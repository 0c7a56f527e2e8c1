//! Integration tests for the TCP hub and bridge.
//!
//! These tests run the real hub over loopback sockets with a mock serial
//! transport (an in-memory duplex stream standing in for the port), so
//! they exercise the complete path a production deployment uses:
//!
//! ```text
//! TCP client ──text command──► hub ──frame──► link write pump ──► "serial wire"
//! "serial wire" ──frame──► link read pump ──► bridge ──RECEIVED line──► TCP client
//! ```
//!
//! Timing-sensitive tests shrink the heartbeat constants (production:
//! sweep every 2000 ms, evict after 9000 ms of silence) so they finish
//! quickly, and use generous upper bounds so they stay reliable on slow
//! machines.

use std::io;
use std::net::SocketAddr;
use std::sync::atomic::{AtomicBool, Ordering};
use std::sync::{Arc, Mutex};
use std::time::Duration;

use async_trait::async_trait;
use tokio::io::{AsyncBufReadExt, AsyncReadExt, AsyncWriteExt, BufReader, DuplexStream};
use tokio::net::tcp::{OwnedReadHalf, OwnedWriteHalf};
use tokio::net::TcpStream;
use tokio::time::timeout;

use namo_core::protocol::codec::{decode_frame, encode_frame};
use namo_core::protocol::command::{GOODBYE_LINE, HEARTBEAT_LINE, WELCOME_LINE};
use namo_core::{Frame, FrameLimits, FrameType};
use namo_server::application::bridge::Bridge;
use namo_server::infrastructure::link::{LinkConfig, LinkStream, LinkTransport};
use namo_server::infrastructure::tcp_hub::{HubConfig, TcpHub};

/// Upper bound for any single await in these tests.
const TEST_DEADLINE: Duration = Duration::from_secs(10);

// ── Test doubles ──────────────────────────────────────────────────────────────

/// Transport that hands out one pre-made stream, then fails every
/// subsequent open (the "port" never comes back).
struct OnceTransport {
    stream: Mutex<Option<Box<dyn LinkStream>>>,
}

impl OnceTransport {
    fn new(stream: DuplexStream) -> Arc<Self> {
        Arc::new(Self {
            stream: Mutex::new(Some(Box::new(stream))),
        })
    }
}

#[async_trait]
impl LinkTransport for OnceTransport {
    async fn open(&self) -> io::Result<Box<dyn LinkStream>> {
        self.stream
            .lock()
            .unwrap()
            .take()
            .ok_or_else(|| io::Error::new(io::ErrorKind::NotFound, "port unavailable"))
    }
}

/// A running hub with one channel (`ch1`) whose far "serial" end the test
/// holds.
struct TestServer {
    addr: SocketAddr,
    serial_far: FrameReader,
    running: Arc<AtomicBool>,
    hub_task: tokio::task::JoinHandle<()>,
}

impl TestServer {
    async fn start(heartbeat_interval: Duration, peer_timeout: Duration) -> Self {
        let (near, far) = tokio::io::duplex(64 * 1024);

        let mut bridge = Bridge::new(LinkConfig::default());
        bridge.add_channel("ch1", OnceTransport::new(near));
        let bridge = Arc::new(bridge);

        let running = Arc::new(AtomicBool::new(true));
        let hub = TcpHub::bind(
            HubConfig {
                listen_addr: "127.0.0.1:0".parse().unwrap(),
                heartbeat_interval,
                peer_timeout,
            },
            Arc::clone(&bridge),
            Arc::clone(&running),
        )
        .await
        .expect("bind hub");
        let addr = hub.local_addr().expect("local addr");

        let hub_task = tokio::spawn(async move {
            let _ = hub.run().await;
        });

        Self {
            addr,
            serial_far: FrameReader::new(far),
            running,
            hub_task,
        }
    }

    /// Starts a server with heartbeats effectively disabled, for tests
    /// that are not about liveness.
    async fn start_quiet() -> Self {
        Self::start(Duration::from_secs(600), Duration::from_secs(600)).await
    }

    fn stop(self) {
        self.running.store(false, Ordering::Relaxed);
        self.hub_task.abort();
    }
}

/// Reads complete frames off the far end of the mock serial wire.
struct FrameReader {
    stream: DuplexStream,
    buf: Vec<u8>,
}

impl FrameReader {
    fn new(stream: DuplexStream) -> Self {
        Self {
            stream,
            buf: Vec::new(),
        }
    }

    async fn next_frame(&mut self) -> Frame {
        let limits = FrameLimits::default();
        let mut chunk = [0u8; 1024];
        loop {
            if let Ok((frame, consumed)) = decode_frame(&self.buf, &limits) {
                self.buf.drain(..consumed);
                return frame;
            }
            let n = timeout(TEST_DEADLINE, self.stream.read(&mut chunk))
                .await
                .expect("timed out waiting for a frame")
                .expect("serial wire closed");
            assert!(n > 0, "serial wire closed");
            self.buf.extend_from_slice(&chunk[..n]);
        }
    }

    /// Injects one encoded frame, as the embedded endpoint would send it.
    async fn inject(&mut self, frame: &Frame) {
        let bytes = encode_frame(frame, &FrameLimits::default()).expect("encode");
        self.stream.write_all(&bytes).await.expect("inject frame");
    }
}

/// A TCP peer talking the text protocol to the hub.
struct TestClient {
    lines: tokio::io::Lines<BufReader<OwnedReadHalf>>,
    write: OwnedWriteHalf,
}

impl TestClient {
    /// Connects and consumes the welcome banner.
    async fn connect(addr: SocketAddr) -> Self {
        let stream = TcpStream::connect(addr).await.expect("connect");
        let (read, write) = stream.into_split();
        let mut client = Self {
            lines: BufReader::new(read).lines(),
            write,
        };
        let banner = client.next_line().await.expect("welcome line");
        assert_eq!(banner, WELCOME_LINE);
        client
    }

    async fn send(&mut self, line: &str) {
        let framed = format!("{line}\n");
        self.write.write_all(framed.as_bytes()).await.expect("send");
    }

    /// Next line from the server, `None` on clean close.
    async fn next_line(&mut self) -> Option<String> {
        timeout(TEST_DEADLINE, self.lines.next_line())
            .await
            .expect("timed out waiting for a server line")
            .expect("read line")
    }

    /// Next line that is not a heartbeat probe.
    async fn next_payload_line(&mut self) -> Option<String> {
        loop {
            match self.next_line().await {
                Some(line) if line == HEARTBEAT_LINE => continue,
                other => return other,
            }
        }
    }
}

// ── Command handling ──────────────────────────────────────────────────────────

#[tokio::test]
async fn test_connect_receives_welcome_banner() {
    let server = TestServer::start_quiet().await;
    // TestClient::connect asserts the banner.
    let _client = TestClient::connect(server.addr).await;
    server.stop();
}

#[tokio::test]
async fn test_quit_receives_goodbye_and_close() {
    let server = TestServer::start_quiet().await;
    let mut client = TestClient::connect(server.addr).await;

    client.send("QUIT").await;
    assert_eq!(client.next_line().await.as_deref(), Some(GOODBYE_LINE));
    assert_eq!(client.next_line().await, None, "socket must close after QUIT");

    server.stop();
}

#[tokio::test]
async fn test_text_command_reaches_the_serial_wire() {
    let mut server = TestServer::start_quiet().await;
    let mut client = TestClient::connect(server.addr).await;

    client.send("TEXT ch1 greeting hello").await;
    let reply = client.next_payload_line().await.expect("confirmation");
    assert_eq!(reply, "Sent TEXT to ch1 (key=greeting, value=hello)");

    let frame = server.serial_far.next_frame().await;
    assert_eq!(frame, Frame::text("greeting", "hello"));

    server.stop();
}

#[tokio::test]
async fn test_text_commands_preserve_fifo_order_on_one_channel() {
    let mut server = TestServer::start_quiet().await;
    let mut client = TestClient::connect(server.addr).await;

    client.send("TEXT ch1 greeting hello").await;
    client.send("TEXT ch1 greeting world").await;

    let first = server.serial_far.next_frame().await;
    let second = server.serial_far.next_frame().await;
    assert_eq!(String::from_utf8_lossy(&first.value), "hello");
    assert_eq!(String::from_utf8_lossy(&second.value), "world");

    server.stop();
}

#[tokio::test]
async fn test_csv_command_produces_fixed_key_binary_frame() {
    let mut server = TestServer::start_quiet().await;
    let mut client = TestClient::connect(server.addr).await;

    client.send("CSV ch1 LED 3,5").await;
    let reply = client.next_payload_line().await.expect("confirmation");
    assert_eq!(
        reply,
        "Sent CSV-converted BINARY to ch1 (LED_TOGGLE, 3 toggles, delay multiplier 5)"
    );

    let frame = server.serial_far.next_frame().await;
    assert_eq!(frame.key, "LED_TOGGLE");
    assert_eq!(frame.value, vec![0x03, 0x05]);
    assert_eq!(frame.frame_type, FrameType::Binary);

    server.stop();
}

#[tokio::test]
async fn test_odd_length_hex_yields_error_and_no_frame() {
    let mut server = TestServer::start_quiet().await;
    let mut client = TestClient::connect(server.addr).await;

    client.send("BINARY ch1 k1 ABC").await;
    let reply = client.next_payload_line().await.expect("error line");
    assert!(
        reply.starts_with("ERROR:"),
        "odd-length hex must be rejected, got {reply:?}"
    );

    // The offending command produced no frame: the next thing on the
    // serial wire is the follow-up TEXT frame.
    client.send("TEXT ch1 after ok").await;
    let frame = server.serial_far.next_frame().await;
    assert_eq!(frame, Frame::text("after", "ok"));

    server.stop();
}

#[tokio::test]
async fn test_unknown_channel_is_reported_not_fatal() {
    let server = TestServer::start_quiet().await;
    let mut client = TestClient::connect(server.addr).await;

    client.send("TEXT ch9 k v").await;
    let reply = client.next_payload_line().await.expect("error line");
    assert_eq!(reply, "ERROR: Port ch9 not found.");

    // The session survives the error.
    client.send("TEXT ch1 k v").await;
    let reply = client.next_payload_line().await.expect("confirmation");
    assert!(reply.starts_with("Sent TEXT to ch1"));

    server.stop();
}

#[tokio::test]
async fn test_malformed_command_keeps_session_alive() {
    let server = TestServer::start_quiet().await;
    let mut client = TestClient::connect(server.addr).await;

    for bad in ["TEXT ch1 onlykey", "HELLO ch1 k v", "CSV ch1 LED 300,5"] {
        client.send(bad).await;
        let reply = client.next_payload_line().await.expect("error line");
        assert!(reply.starts_with("ERROR:"), "line {bad:?} → {reply:?}");
    }

    server.stop();
}

// ── Inbound rebroadcast ───────────────────────────────────────────────────────

#[tokio::test]
async fn test_inbound_frame_is_rebroadcast_as_received_line() {
    let mut server = TestServer::start_quiet().await;
    let mut client = TestClient::connect(server.addr).await;

    server.serial_far.inject(&Frame::text("greeting", "hello")).await;
    let line = client.next_payload_line().await.expect("publish line");
    assert_eq!(line, "RECEIVED TEXT ch1 greeting hello");

    server.serial_far.inject(&Frame::binary("blob", vec![0xDE, 0xAD])).await;
    let line = client.next_payload_line().await.expect("publish line");
    assert_eq!(line, "RECEIVED BINARY ch1 blob DEAD");

    server.stop();
}

#[tokio::test]
async fn test_broadcast_reaches_only_peers_active_at_broadcast_time() {
    let mut server = TestServer::start_quiet().await;
    let mut first = TestClient::connect(server.addr).await;

    // Published while only the first peer is connected.
    server.serial_far.inject(&Frame::text("seq", "one")).await;
    assert_eq!(
        first.next_payload_line().await.as_deref(),
        Some("RECEIVED TEXT ch1 seq one")
    );

    // A peer connecting afterwards does not retroactively receive it.
    let mut second = TestClient::connect(server.addr).await;
    server.serial_far.inject(&Frame::text("seq", "two")).await;

    assert_eq!(
        second.next_payload_line().await.as_deref(),
        Some("RECEIVED TEXT ch1 seq two"),
        "the late peer's first publish line must be the second message"
    );
    assert_eq!(
        first.next_payload_line().await.as_deref(),
        Some("RECEIVED TEXT ch1 seq two")
    );

    server.stop();
}

// ── Heartbeat liveness ────────────────────────────────────────────────────────

#[tokio::test]
async fn test_silent_peer_is_evicted_after_timeout() {
    // Sweep every 100 ms, evict after 400 ms of silence.
    let server = TestServer::start(Duration::from_millis(100), Duration::from_millis(400)).await;
    let mut client = TestClient::connect(server.addr).await;

    // Never answer the probes; the server must close the connection.
    loop {
        match client.next_line().await {
            Some(line) => assert_eq!(line, HEARTBEAT_LINE, "only probes expected"),
            None => break,
        }
    }

    server.stop();
}

#[tokio::test]
async fn test_heartbeating_peer_is_never_evicted() {
    let server = TestServer::start(Duration::from_millis(100), Duration::from_millis(400)).await;
    let mut client = TestClient::connect(server.addr).await;

    // Answer every probe for well over the eviction threshold.
    let deadline = tokio::time::Instant::now() + Duration::from_millis(1500);
    while tokio::time::Instant::now() < deadline {
        let next = timeout(Duration::from_millis(200), client.lines.next_line()).await;
        match next {
            Ok(Ok(Some(line))) if line == HEARTBEAT_LINE => {
                client.send(HEARTBEAT_LINE).await;
            }
            Ok(Ok(Some(_))) => {}
            Ok(Ok(None)) | Ok(Err(_)) => panic!("peer was evicted despite heartbeating"),
            Err(_) => {}
        }
    }

    // Still alive: a command round-trips.
    client.send("TEXT ch1 k v").await;
    let reply = client.next_payload_line().await.expect("confirmation");
    assert!(reply.starts_with("Sent TEXT to ch1"));

    server.stop();
}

* [TASK TO COMPLETE] Copy out every line from the data above in which the word "running" occurs.

* [TASK RESULT]
/// A running hub with one channel (`ch1`) whose far "serial" end the test
    running: Arc<AtomicBool>,
        let running = Arc::new(AtomicBool::new(true));
            Arc::clone(&running),
            running,
        self.running.store(false, Ordering::Relaxed);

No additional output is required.